Under the current app store model, average monthly downloads and time spent in app are lauded as the determining metrics for a successful app. However, this doesn’t create an even playing field for all the apps available in each respective app store. Instagram may have reported in January that it has 90 million monthly active users, and this certainly classifies it as one of the most successful apps to date.
Consider less-popular niche apps, though. Doctor Mole, an app designed to help users identify potentially lethal skin cancer spots, is nothing like Instagram. Its success isn’t contingent upon active users or time spent within the app. For most of its users, it’s likely a one-time or two-time use and that’s it.
Between Instagram and Doctor Mole lies a whole spectrum of apps that serve different purposes. Some apps encourage continuous use. Some apps are meant to re-engage users with in-app purchases and incentives. Some apps only want to be called upon when the need for its specific service arises. Because app stores favor apps that accumulate downloads and display significant user retention, it skews the entire ecosystem toward only a slice of what’s available. Furthermore, developers see this model and mostly attempt to create apps that will “make it big” like Instagram.
Although developers feel they all have a fair shot in reaching this goal, the numbers tell a different story. According to Nielsen, over two-thirds of all apps in Apple’s App Store have never been downloaded, and according to Distimo, only 2 percent of the top 250 publishers are newcomers. Furthermore, App Promo found that 63 percent of developers had 50,000 or less downloads for their most successful app.

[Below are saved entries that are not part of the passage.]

//! Repository for the `sections` table.

use lectern_core::models::{NewSection, SectionFilter, SectionPatch, SectionQuery};
use lectern_core::types::DbId;
use sqlx::PgPool;

use super::filter::{bind_values, bind_values_scalar, bind_window, BindValue, Filter};
use crate::models::section::SectionRow;

const COLUMNS: &str = "id, course_id, title, order_index, created_at, updated_at, deleted_at";

pub struct SectionRepo;

impl SectionRepo {
    /// Insert a new section, returning the created row.
    ///
    /// Fails with a unique violation on `uq_sections_course_order_index` if a
    /// live section of the course already holds the index.
    pub async fn create(pool: &PgPool, input: &NewSection) -> Result<SectionRow, sqlx::Error> {
        let query = format!(
            "INSERT INTO sections (course_id, title, order_index)
             VALUES ($1, $2, $3)
             RETURNING {COLUMNS}"
        );
        sqlx::query_as::<_, SectionRow>(&query)
            .bind(input.course_id)
            .bind(&input.title)
            .bind(input.order_index)
            .fetch_one(pool)
            .await
    }

    /// Find a section by ID. Excludes soft-deleted rows.
    pub async fn find_by_id(pool: &PgPool, id: DbId) -> Result<Option<SectionRow>, sqlx::Error> {
        let query = format!("SELECT {COLUMNS} FROM sections WHERE id = $1 AND deleted_at IS NULL");
        sqlx::query_as::<_, SectionRow>(&query)
            .bind(id)
            .fetch_optional(pool)
            .await
    }

    /// Find a section by ID, including soft-deleted rows.
    pub async fn find_by_id_include_deleted(
        pool: &PgPool,
        id: DbId,
    ) -> Result<Option<SectionRow>, sqlx::Error> {
        let query = format!("SELECT {COLUMNS} FROM sections WHERE id = $1");
        sqlx::query_as::<_, SectionRow>(&query)
            .bind(id)
            .fetch_optional(pool)
            .await
    }

    /// Find the live section holding `order_index` within a course.
    pub async fn find_by_order_index(
        pool: &PgPool,
        course_id: DbId,
        order_index: i32,
    ) -> Result<Option<SectionRow>, sqlx::Error> {
        let query = format!(
            "SELECT {COLUMNS} FROM sections \
             WHERE course_id = $1 AND order_index = $2 AND deleted_at IS NULL"
        );
        sqlx::query_as::<_, SectionRow>(&query)
            .bind(course_id)
            .bind(order_index)
            .fetch_optional(pool)
            .await
    }

    /// Apply a patch to a live section. Returns `true` if a row was updated.
    pub async fn update(
        pool: &PgPool,
        id: DbId,
        patch: &SectionPatch,
    ) -> Result<bool, sqlx::Error> {
        let result = sqlx::query(
            "UPDATE sections SET
                title = COALESCE($2, title),
                order_index = COALESCE($3, order_index),
                updated_at = NOW()
             WHERE id = $1 AND deleted_at IS NULL",
        )
        .bind(id)
        .bind(&patch.title)
        .bind(patch.order_index)
        .execute(pool)
        .await?;
        Ok(result.rows_affected() > 0)
    }

    /// Soft-delete a section by ID. Returns `true` if a row was marked deleted.
    pub async fn soft_delete(pool: &PgPool, id: DbId) -> Result<bool, sqlx::Error> {
        let result = sqlx::query(
            "UPDATE sections SET deleted_at = NOW(), updated_at = NOW() \
             WHERE id = $1 AND deleted_at IS NULL",
        )
        .bind(id)
        .execute(pool)
        .await?;
        Ok(result.rows_affected() > 0)
    }

    pub async fn list(pool: &PgPool, params: &SectionQuery) -> Result<Vec<SectionRow>, sqlx::Error> {
        let filter = build_section_filter(&params.filter);
        let query = format!(
            "SELECT {COLUMNS} FROM sections {where_clause} \
             ORDER BY {column} {direction}, id {direction} {limit}",
            where_clause = filter.where_clause(),
            column = params.sort.field.column(),
            direction = params.sort.direction.as_sql(),
            limit = filter.limit_clause(params.window),
        );

        let q = bind_values(sqlx::query_as::<_, SectionRow>(&query), filter.values());
        bind_window(q, params.window).fetch_all(pool).await
    }

    pub async fn count(pool: &PgPool, params: &SectionFilter) -> Result<i64, sqlx::Error> {
        let filter = build_section_filter(params);
        let query = format!(
            "SELECT COUNT(*)::BIGINT AS count FROM sections {}",
            filter.where_clause()
        );
        bind_values_scalar(sqlx::query_scalar::<_, i64>(&query), filter.values())
            .fetch_one(pool)
            .await
    }
}

fn build_section_filter(params: &SectionFilter) -> Filter {
    let mut filter = Filter::live();
    if let Some(course_id) = params.course_id {
        filter.eq("course_id", BindValue::Uuid(course_id));
    }
    if let Some(ref term) = params.search {
        filter.contains_any(&["title"], term);
    }
    filter
}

In perpetuating the current app-store model, we’re letting gatekeepers determine attributes that are “most important” for an app to succeed — when there’s a very diverse ecosystem of apps that don’t necessarily operate under these standards. You might use a social app like Twitter every day, but it’s unlikely you would use a real estate app like Trulia just as frequently. Regardless, everyday apps and one-time apps can and do both have high intrinsic value for a user. You’re excited to see what pictures your friends are taking every day, but you’re probably even more thrilled when you download an app that can help you identify a specific health scare.
In order to create a more balanced discovery model, we need to focus on user experience. Gatekeepers should be concerned with bringing the user the best app for their wants and needs, whether it’s a native app or a web app, whether it’s available in their store or not. To do this, we need to stop treating app stores like a marketplace. Apps aren’t trading cards, and they aren’t Pokémon. The goal isn’t to collect the most and display them proudly in folders upon folders on our home screens.

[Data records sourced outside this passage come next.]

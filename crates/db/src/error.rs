//! Classification of sqlx errors into store errors.

use lectern_core::store::StoreError;

/// PostgreSQL `unique_violation`.
const UNIQUE_VIOLATION: &str = "23505";

/// Classify a sqlx error for the core.
///
/// - Unique constraint violations carry the constraint name.
/// - Row decoding failures map to [`StoreError::Decode`].
/// - Everything else is an opaque backend failure.
pub fn classify_sqlx_error(err: sqlx::Error) -> StoreError {
    match err {
        sqlx::Error::Database(db_err) if db_err.code().as_deref() == Some(UNIQUE_VIOLATION) => {
            StoreError::UniqueViolation {
                constraint: db_err.constraint().unwrap_or("unknown").to_string(),
            }
        }
        decode @ (sqlx::Error::ColumnDecode { .. } | sqlx::Error::Decode(_)) => {
            StoreError::Decode(decode.to_string())
        }
        other => {
            tracing::error!(error = %other, "Database error");
            StoreError::Backend(other.to_string())
        }
    }
}
//! Domain core of the course catalog: entities, validation rules, the
//! course status state machine, storage ports, and the catalog service.

pub mod catalog;
pub mod course_status;
pub mod error;
pub mod memory;
pub mod models;
pub mod pagination;
pub mod rules;
pub mod store;
pub mod types;

pub use catalog::CatalogService;
pub use error::{CoreError, CoreResult, EntityKind, ErrorKind};
use lectern_core::course_status::CourseStatus;
use lectern_core::models::Course;
use lectern_core::store::StoreError;
use lectern_core::types::{DbId, Timestamp};
use sqlx::FromRow;

/// A course row from the `courses` table. `status` is stored as text.
#[derive(Debug, Clone, FromRow)]
pub struct CourseRow {
    pub id: DbId,
    pub instructor_id: DbId,
    pub title: String,
    pub description: Option<String>,
    pub status: String,
    pub created_at: Timestamp,
    pub updated_at: Timestamp,
    pub deleted_at: Option<Timestamp>,
}

impl TryFrom<CourseRow> for Course {
    type Error = StoreError;

    fn try_from(row: CourseRow) -> Result<Self, Self::Error> {
        let status: CourseStatus = row
            .status
            .parse()
            .map_err(|e| StoreError::Decode(format!("course {}: {e}", row.id)))?;
        Ok(Course {
            id: row.id,
            instructor_id: row.instructor_id,
            title: row.title,
            description: row.description,
            status,
            created_at: row.created_at,
            updated_at: row.updated_at,
            deleted_at: row.deleted_at,
            instructor: None,
            sections: None,
        })
    }
}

Apps make up a huge web of functionality, and it’s the potential within them that yields value for both users and developers. New reports from Distimo show that 71 percent of app revenue on U.S. iPhones comes from in-app purchases, compared to 24 percent from paid apps. Taking these numbers into account, it’s clear that apps aren’t focused on selling themselves, but rather on engaging users within the app itself.

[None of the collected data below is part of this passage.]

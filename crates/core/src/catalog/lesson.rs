use crate::error::{CoreError, CoreResult, EntityKind};
use crate::models::{
    CreateLesson, FindOptions, Lesson, LessonFilter, LessonPatch, LessonQuery, LessonRelations,
    ListLessons, NewLesson, UpdateLesson,
};
use crate::pagination::{PageWindow, Paginated, SortSpec};
use crate::rules;
use crate::types::DbId;

use super::{missing, CatalogService};

impl CatalogService {
    pub async fn create_lesson(&self, input: CreateLesson) -> CoreResult<Lesson> {
        let section_id = input.section_id.ok_or(CoreError::SectionRequired)?;
        let title = rules::require_title(EntityKind::Lesson, input.title.as_deref())?;

        if self.sections.find_section(section_id, false).await?.is_none() {
            return Err(CoreError::SectionNotFound);
        }
        let content_url = rules::normalize_content_url(input.content_url.as_deref())?;

        let new = NewLesson {
            section_id,
            title,
            content_url,
        };
        let lesson = self.lessons.insert_lesson(&new).await?;

        tracing::info!(lesson_id = %lesson.id, section_id = %lesson.section_id, "Lesson created");
        Ok(lesson)
    }

    pub async fn find_lesson_by_id(
        &self,
        id: Option<DbId>,
        options: FindOptions<LessonRelations>,
    ) -> CoreResult<Option<Lesson>> {
        let found = match id {
            Some(id) => self.lessons.find_lesson(id, options.include_deleted).await?,
            None => None,
        };
        let Some(mut lesson) = found else {
            return missing(options.return_error, CoreError::LessonNotFound);
        };
        if options.relations.section {
            lesson.section = self
                .sections
                .find_section(lesson.section_id, false)
                .await?
                .map(Box::new);
        }
        Ok(Some(lesson))
    }

    pub async fn update_lesson(&self, id: DbId, input: UpdateLesson) -> CoreResult<Lesson> {
        let current = self.require_lesson(id).await?;
        let mut patch = LessonPatch::default();

        if let Some(raw) = input.title.as_deref() {
            let title = rules::normalize_title(EntityKind::Lesson, raw)?;
            if title != current.title {
                patch.title = Some(title);
            }
        }

        if let Some(raw) = input.content_url.as_deref() {
            let content_url = rules::normalize_content_url(Some(raw))?;
            if content_url != current.content_url {
                patch.content_url = Some(content_url);
            }
        }

        if patch.is_empty() {
            tracing::debug!(lesson_id = %id, "Lesson update is a no-op");
        } else if !self.lessons.update_lesson(id, &patch).await? {
            return Err(CoreError::LessonNotFound);
        }

        self.require_lesson(id).await
    }

    pub async fn delete_lesson(&self, id: DbId) -> CoreResult<()> {
        self.require_lesson(id).await?;
        if !self.lessons.soft_delete_lesson(id).await? {
            return Err(CoreError::LessonNotFound);
        }
        tracing::info!(lesson_id = %id, "Lesson deleted");
        Ok(())
    }

    pub async fn find_lessons(&self, input: ListLessons) -> CoreResult<Paginated<Lesson>> {
        let window = PageWindow::from_request(input.page, input.limit);
        let query = LessonQuery {
            filter: LessonFilter {
                section_id: input.section_id,
                search: rules::normalize_search_term(input.search_term.as_deref()),
            },
            sort: SortSpec::resolve(input.sort, input.sort_type, LessonQuery::DEFAULT_SORT),
            window: Some(window),
        };
        let page = self.lessons.list_lessons(&query).await?;
        Ok(Paginated::new(page, window))
    }

    async fn require_lesson(&self, id: DbId) -> CoreResult<Lesson> {
        self.lessons
            .find_lesson(id, false)
            .await?
            .ok_or(CoreError::LessonNotFound)
    }
}
use serde::{Deserialize, Serialize};

use crate::course_status::CourseStatus;
use crate::models::instructor::Instructor;
use crate::models::section::Section;
use crate::pagination::{PageWindow, SortDirection, SortSpec};
use crate::types::{DbId, Timestamp};

/// A course. `instructor` and `sections` are only populated when requested.
#[derive(Debug, Clone, PartialEq, Serialize)]
pub struct Course {
    pub id: DbId,
    pub instructor_id: DbId,
    pub title: String,
    pub description: Option<String>,
    pub status: CourseStatus,
    pub created_at: Timestamp,
    pub updated_at: Timestamp,
    pub deleted_at: Option<Timestamp>,
    #[serde(skip_serializing_if = "Option::is_none")]
    pub instructor: Option<Instructor>,
    #[serde(skip_serializing_if = "Option::is_none")]
    pub sections: Option<Vec<Section>>,
}

impl Course {
    pub fn is_deleted(&self) -> bool {
        self.deleted_at.is_some()
    }
}

#[derive(Debug, Clone, Default, Deserialize)]
pub struct CreateCourse {
    pub instructor_id: Option<DbId>,
    pub title: Option<String>,
    pub description: Option<String>,
    pub status: Option<CourseStatus>,
}

#[derive(Debug, Clone, PartialEq)]
pub struct NewCourse {
    pub instructor_id: DbId,
    pub title: String,
    pub description: Option<String>,
    pub status: CourseStatus,
}

#[derive(Debug, Clone, Default, Deserialize)]
pub struct UpdateCourse {
    pub title: Option<String>,
    pub description: Option<String>,
    pub status: Option<CourseStatus>,
}

/// Changed fields only. `description: Some(None)` clears the column.
#[derive(Debug, Clone, Default, PartialEq)]
pub struct CoursePatch {
    pub title: Option<String>,
    pub description: Option<Option<String>>,
    pub status: Option<CourseStatus>,
}

impl CoursePatch {
    pub fn is_empty(&self) -> bool {
        self.title.is_none() && self.description.is_none() && self.status.is_none()
    }
}

#[derive(Debug, Clone, Copy, PartialEq, Eq, Serialize, Deserialize)]
#[serde(rename_all = "snake_case")]
pub enum CourseSortField {
    #[serde(alias = "createdAt")]
    CreatedAt,
    #[serde(alias = "updatedAt")]
    UpdatedAt,
    Title,
    Status,
}

impl CourseSortField {
    pub fn column(self) -> &'static str {
        match self {
            CourseSortField::CreatedAt => "created_at",
            CourseSortField::UpdatedAt => "updated_at",
            CourseSortField::Title => "title",
            CourseSortField::Status => "status",
        }
    }
}

#[derive(Debug, Clone, Default, PartialEq)]
pub struct CourseFilter {
    pub status: Option<CourseStatus>,
    pub instructor_id: Option<DbId>,
    /// Case-insensitive substring matched against title or description.
    pub search: Option<String>,
}

#[derive(Debug, Clone, PartialEq)]
pub struct CourseQuery {
    pub filter: CourseFilter,
    pub sort: SortSpec<CourseSortField>,
    pub window: Option<PageWindow>,
}

impl CourseQuery {
    pub const DEFAULT_SORT: SortSpec<CourseSortField> = SortSpec {
        field: CourseSortField::CreatedAt,
        direction: SortDirection::Desc,
    };
}

/// Query-string shape of a course listing request.
#[derive(Debug, Clone, Default, Deserialize)]
pub struct ListCourses {
    pub page: Option<i64>,
    pub limit: Option<i64>,
    pub status: Option<CourseStatus>,
    pub instructor_id: Option<DbId>,
    #[serde(alias = "searchTerm")]
    pub search_term: Option<String>,
    pub sort: Option<CourseSortField>,
    #[serde(alias = "sortType")]
    pub sort_type: Option<SortDirection>,
}

/// Relations to eager-load on a course lookup.
///
/// `lessons` only has an effect together with `sections`.
#[derive(Debug, Clone, Copy, Default, PartialEq, Eq)]
pub struct CourseRelations {
    pub instructor: bool,
    pub sections: bool,
    pub lessons: bool,
}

At first glance, it would seem that “breaking down” the walled gardens is the solution to our fragmented model. This isn’t correct though — we don’t need to wipe the slate clean and start over. We simply need to find a way to refocus our energy on providing users with the very best experience when it comes to apps. Just because an app has been around for a long time, doesn’t mean it’s useless. Just because an app can only be used for one specific task, doesn’t mean it’s less valuable. Nielsen findings show that 63 percent of users find new apps by searching their respective app stores as opposed to word-of-mouth and third-party sources. With this data in mind, it becomes increasingly important for app stores to provide app discovery in the best possible way.
We also have a responsibility as consumers of the open web to keep it open moving into the future, and this certainly includes app stores. If a web app can serve a better result than a native app, this should immediately be presented to the user. In doing so, the playing field is leveled for app developers. Their apps have an opportunity to be discovered much easier, and they don’t have to face the insurmountable odds of cracking top 20 lists on a variety of different platforms. Developers of a car-buying app like Car Factor don’t need millions of users that have no need for their app to download it — they just need the right users that will actually use it, and it should be the responsibility of gatekeepers to connect these two points.
Under a discovery model that always yields the right solution — regardless of where it came from — we’ll consume apps more rapidly and fulfill more niche needs. Apps should be regarded as a whole web of tools, whether they’re games, social networks, medical advice, or anything else. They’re all part of the same web and to maximize their potential, we need to start treating them as such.